What made it such a stable market was that, if you had a corporation with 3,000 employees in the building, at one point, the IT guy needed to go around installing software on every single laptop. It was a pain, and that was with updates and switching, too. And then, one of the significant benefits of CrowdStrike was its virtual deployment. While it allowed them to gain share, they did so in a market that was now less attractive because they were competing against someone who could be installed virtually.
Analyst 2
Yeah, that makes sense. Let me say a few counterpoints on that. You're saying the switch to cloud-native almost makes it easier to switch providers, but do these modern workloads generate massive amounts of telemetry, and does switching mean losing potential baselines and threat models?
Analyst 1
My understanding was that telemetry was CrowdStrike using data from all of their customers. As the customer base increased, new customers would benefit from all the existing data. It could create a compounding advantage, but not if you switch, as you would lose that data advantage.
Analyst 2
Cloud-native doesn't necessarily make the security less sticky. It creates more telemetry, more identities, more automation, and greater operational complexity, all of which drive consolidation and further lock-in to the unified data model. It could make point tools easier to replace, but it could strengthen the moat for an integrated platform like CrowdStrike.
Analyst 1
I understand why a larger provider might benefit, since they have access to more data and their models are improving. They have access to more threat data.
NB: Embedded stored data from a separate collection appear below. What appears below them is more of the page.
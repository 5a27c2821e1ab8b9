//! GPIO / peripheral pin assignments for the tester main board.
//!
//! Single source of truth — the board bring-up in `main.rs` references
//! this module rather than hard-coding pin numbers.

// ---------------------------------------------------------------------------
// Range select (one reference resistor per channel)
// ---------------------------------------------------------------------------

/// Channel 0 reference (1 kΩ decade).
pub const R1_GPIO: i32 = 13;
/// Channel 1 reference (10 kΩ decade). Also the fixed voltage-mode divider.
pub const R2_GPIO: i32 = 10;
/// Channel 2 reference (100 kΩ decade).
pub const R3_GPIO: i32 = 8;
/// Channel 3 reference (1 MΩ decade).
pub const R4_GPIO: i32 = 6;

// ---------------------------------------------------------------------------
// Front-end routing MOSFETs
// ---------------------------------------------------------------------------

/// Resistance divider path enable.
pub const RES_PATH_GPIO: i32 = 3;
/// Voltage input path enable.
pub const VOLT_PATH_GPIO: i32 = 2;
/// Voltage attenuator buffer enable.
pub const VOLT_BUFFER_GPIO: i32 = 14;
/// Analog shutdown, active LOW. HIGH = shutdown released.
pub const SHDN_N_GPIO: i32 = 12;

// ---------------------------------------------------------------------------
// User interface
// ---------------------------------------------------------------------------

/// Piezo buzzer, LEDC PWM.
pub const BUZZER_GPIO: i32 = 5;
/// Status LED, blinked on mode change.
pub const LED_GPIO: i32 = 21;
/// Resistance mode push-switch (active-low, internal pull-up).
pub const SW_RES_GPIO: i32 = 17;
/// Voltage mode push-switch (active-low, internal pull-up).
pub const SW_VOL_GPIO: i32 = 18;

// ---------------------------------------------------------------------------
// I²C bus (ADC + character LCD)
// ---------------------------------------------------------------------------

pub const I2C_SDA_GPIO: i32 = 40;
pub const I2C_SCL_GPIO: i32 = 41;
/// Standard-mode bus clock.
pub const I2C_BAUD_HZ: u32 = 100_000;

/// AQM0802A 8x2 character LCD.
pub const LCD_ADDR: u8 = 0x3E;
/// MCP3425 16-bit delta-sigma ADC.
pub const ADC_ADDR: u8 = 0x68;

// ---------------------------------------------------------------------------
// PWM configuration
// ---------------------------------------------------------------------------

/// LEDC frequency for the buzzer (1 kHz tone).
pub const BUZZER_PWM_FREQ_HZ: u32 = 1_000;
/// Buzzer duty while sounding.
pub const BUZZER_DUTY_PERCENT: u8 = 50;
Is that your point about the telemetry advantage?
Analyst 2
One of the points in your thesis was, "Hey, cloud-native makes it easier to switch," but there are also factors suggesting that cloud-native might actually make switching harder or simply strengthen the platform.
Analyst 1
Right, I agree. It definitely strengthens the platform. That's why at one point, CrowdStrike had an insane lead. That was right when they came out, because they were competing against people who weren't using telemetry, so CrowdStrike was the best. IT guys still view it as better, but unfortunately, now everyone else is using telemetry too, so it's less of an edge.